Several years ago I bought a variety of citrus on clearance (so there was always the likelihood that they were mislabeled) -- meyer lemon, key lime, rangpur lime, Washington naval. During the first summer outdoors the tags disappeared and 2 died. In the ensuing years, first one tree (identified with your help as a calamondin) then another (turned out to be the rangpur lime) fruited. The last survivor has set fruit this year and I have been hoping that it was the lemon -- which I really wanted most all along.

Now the fruit, which is still on the small side but seems to have the typical lemon shape, is starting to color up -- but it looks orangish to me! Does a meyer lemon have an orange tinge? Would the sudden onset of cool (48F) nights affect it? Would a true orange produce such a small fruit -- not even as big as a typical lemon? What else could it be?

And what could be stealing the tags -- the white printed plastic slabs that stick in the pot -- they disappeared out of half of my other fruit tree pots this summer!

Comments (18)

  • jean001a
    9 years ago

    Plant label thieves = crows; jays; kids.

  • hoosierquilt USDA 10A Sunset 23 Vista CA
    9 years ago

    Hah, Jean, you're hysterical. Yes, raee, the Improved Meyer lemon does has an orangish cast to its yellow skin. It also has smoother, thinner skin than other lemons. The shape can be traditional lemon, or rounded like an orange. All on the same tree. I have to go out and pick lemons today, so I'll try to post a comparison photo of an Improved Meyer lemon and a Santa Teresa Feminnello lemon, so you can see the color difference, and the skin difference.

    Patty S.

  • raee_gw zone 5b-6a Ohio
    Original Author
    9 years ago

    Thanks Patty. And if it isn't raining tomorrow I will also take a pic. Does growing it in a pot lead to smaller fruit?

    Jean, there are jays and crows both around but I don't really ever see any kids in my yard. When I potted up the bareroot trees I made a point to tuck the tags in along the side of the pot below surface level -- not visible -- because I didn't want to lose them!. When I planted them last week, the tags were gone. Weird.

  • hoosierquilt USDA 10A Sunset 23 Vista CA
    9 years ago

    Yes, your fruit may be somewhat smaller, and the tree will of course, carry less fruit overall, versus a tree planted in the ground. But they should taste good. Do you have racoons? They like to pull things out of pots all the time. So frustrating to lose your tags.

    Patty S.

  • raee_gw zone 5b-6a Ohio
    Original Author
    9 years ago

    Oh, yes, we have raccoons and possums! The soil really didn't look disturbed but over the course of the summer who knows?

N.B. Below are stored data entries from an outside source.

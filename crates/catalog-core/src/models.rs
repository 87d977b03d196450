//! Data models for the product catalog
//!
//! Defines the `Product` entity as served by the remote product service,
//! plus the payloads used to create (`NewProduct`) and update
//! (`ProductPatch`) it.
//!
//! The service's product shape is open: beyond the required fields, any
//! other field is kept in an explicit `extra` map so it survives a
//! round trip through the store.

use std::collections::BTreeMap;
use std::fmt;

use serde::{Deserialize, Serialize};
use serde_json::Value;

/// Field names with a dedicated struct field. Extension keys may not use them.
pub const RESERVED_FIELDS: &[&str] = &["id", "title", "description", "image", "price"];

/// Extension fields not covered by the required product attributes
pub type ExtraFields = BTreeMap<String, Value>;

/// Product identifier assigned by the product service
///
/// The service normally sends a number, but string ids are tolerated.
/// Ids are compared by their string form, so `7` and `"7"` name the
/// same product.
#[derive(Debug, Clone, PartialEq, Eq, Hash, Serialize, Deserialize)]
#[serde(untagged)]
pub enum ProductId {
    Number(i64),
    Text(String),
}

impl ProductId {
    /// Parse an id typed by a user: digits become a numeric id
    pub fn from_key(key: &str) -> Self {
        match key.parse::<i64>() {
            Ok(n) if n.to_string() == key => ProductId::Number(n),
            _ => ProductId::Text(key.to_string()),
        }
    }

    /// The canonical string key of this id
    pub fn key(&self) -> String {
        self.to_string()
    }

    /// Check whether this id coerces to the given string key
    pub fn matches_key(&self, key: &str) -> bool {
        self.key() == key
    }

    /// Check whether two ids name the same product
    pub fn same_as(&self, other: &ProductId) -> bool {
        self.matches_key(&other.key())
    }
}

impl fmt::Display for ProductId {
    fn fmt(&self, f: &mut fmt::Formatter<'_>) -> fmt::Result {
        match self {
            ProductId::Number(n) => write!(f, "{}", n),
            ProductId::Text(s) => write!(f, "{}", s),
        }
    }
}

impl From<i64> for ProductId {
    fn from(n: i64) -> Self {
        ProductId::Number(n)
    }
}

impl From<&str> for ProductId {
    fn from(s: &str) -> Self {
        ProductId::Text(s.to_string())
    }
}

/// A product in the catalog
#[derive(Debug, Clone, Serialize, Deserialize, PartialEq)]
pub struct Product {
    /// Identifier assigned by the service
    pub id: ProductId,
    /// Display title
    #[serde(default)]
    pub title: String,
    /// Long-form description
    #[serde(default)]
    pub description: String,
    /// Image URL
    #[serde(default)]
    pub image: String,
    /// Unit price
    #[serde(default)]
    pub price: f64,
    /// Any other field the service sends
    #[serde(flatten)]
    pub extra: ExtraFields,
}

impl Product {
    /// Create a product with the given id and title
    pub fn new(id: impl Into<ProductId>, title: impl Into<String>) -> Self {
        Self {
            id: id.into(),
            title: title.into(),
            description: String::new(),
            image: String::new(),
            price: 0.0,
            extra: ExtraFields::new(),
        }
    }

    /// Get an extension field as a string, if present and string-valued
    pub fn extra_str(&self, key: &str) -> Option<&str> {
        self.extra.get(key).and_then(Value::as_str)
    }

    /// Set a string extension field
    ///
    /// Returns false (and changes nothing) when `key` names a required field.
    pub fn set_extra(&mut self, key: impl Into<String>, value: impl Into<String>) -> bool {
        insert_extra(&mut self.extra, key.into(), value.into())
    }
}

/// A product that has not been created yet (no id)
#[derive(Debug, Clone, Default, Serialize, Deserialize, PartialEq)]
pub struct NewProduct {
    pub title: String,
    pub description: String,
    pub image: String,
    pub price: f64,
    #[serde(flatten)]
    pub extra: ExtraFields,
}

impl NewProduct {
    /// Create a new product payload with the given title
    pub fn new(title: impl Into<String>) -> Self {
        Self {
            title: title.into(),
            ..Self::default()
        }
    }

    pub fn with_description(mut self, description: impl Into<String>) -> Self {
        self.description = description.into();
        self
    }

    pub fn with_image(mut self, image: impl Into<String>) -> Self {
        self.image = image.into();
        self
    }

    pub fn with_price(mut self, price: f64) -> Self {
        self.price = price;
        self
    }

    /// Set a string extension field (ignored for required field names)
    pub fn set_extra(&mut self, key: impl Into<String>, value: impl Into<String>) -> bool {
        insert_extra(&mut self.extra, key.into(), value.into())
    }

    /// Attach an id, producing the stored form of this product
    pub fn with_id(self, id: impl Into<ProductId>) -> Product {
        Product {
            id: id.into(),
            title: self.title,
            description: self.description,
            image: self.image,
            price: self.price,
            extra: self.extra,
        }
    }
}

/// Replacement values for an existing product
///
/// Only the fields that are set are sent to the service.
#[derive(Debug, Clone, Default, Serialize, Deserialize, PartialEq)]
pub struct ProductPatch {
    #[serde(default, skip_serializing_if = "Option::is_none")]
    pub title: Option<String>,
    #[serde(default, skip_serializing_if = "Option::is_none")]
    pub description: Option<String>,
    #[serde(default, skip_serializing_if = "Option::is_none")]
    pub image: Option<String>,
    #[serde(default, skip_serializing_if = "Option::is_none")]
    pub price: Option<f64>,
    #[serde(flatten)]
    pub extra: ExtraFields,
}

impl ProductPatch {
    /// Build a patch that carries every field of an edited product
    pub fn from_product(product: &Product) -> Self {
        Self {
            title: Some(product.title.clone()),
            description: Some(product.description.clone()),
            image: Some(product.image.clone()),
            price: Some(product.price),
            extra: product.extra.clone(),
        }
    }

    /// True when the patch would change nothing
    pub fn is_empty(&self) -> bool {
        self.title.is_none()
            && self.description.is_none()
            && self.image.is_none()
            && self.price.is_none()
            && self.extra.is_empty()
    }

    /// Set a string extension field (ignored for required field names)
    pub fn set_extra(&mut self, key: impl Into<String>, value: impl Into<String>) -> bool {
        insert_extra(&mut self.extra, key.into(), value.into())
    }

    /// Apply this patch on top of an existing product
    pub fn apply_to(&self, product: &Product) -> Product {
        let mut updated = product.clone();
        if let Some(ref title) = self.title {
            updated.title = title.clone();
        }
        if let Some(ref description) = self.description {
            updated.description = description.clone();
        }
        if let Some(ref image) = self.image {
            updated.image = image.clone();
        }
        if let Some(price) = self.price {
            updated.price = price;
        }
        for (key, value) in &self.extra {
            updated.extra.insert(key.clone(), value.clone());
        }
        updated
    }
}

fn insert_extra(extra: &mut ExtraFields, key: String, value: String) -> bool {
    if RESERVED_FIELDS.contains(&key.as_str()) {
        return false;
    }
    extra.insert(key, Value::String(value));
    true
}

  • raee_gw zone 5b-6a Ohio
    Original Author
    9 years ago

    Reviving this thread because now, 3.5 months later, I still don't know what this citrus is. I have been watching the first fruits (kept indoors now) stay at the same size, just smaller than a golf ball, and color, very orange, for some time now -- all the while the tree has produced more. I don't know how to tell if it is ready to pick -- on the calamondin the peel will feel a little loose with a gentle squeeze. The tree did not release the fruit when I tugged at it, the stem broke so it was picked anyway.

    So I cut it open and tasted -- a generic citrus taste, nether orange nor lemon, only a brief hint of sweetness before the tang on one bite. The peel is not sweet like calamondin (I am wondering if I have another mislabeled one) but very fragrant (but again, neither distinctly lemon nor orange). Not ripe yet I guess. It doesn't show in this shot but it did have a seed. I don't think that this is a Meyer Lemon as I thought/hoped. I'll wait some more.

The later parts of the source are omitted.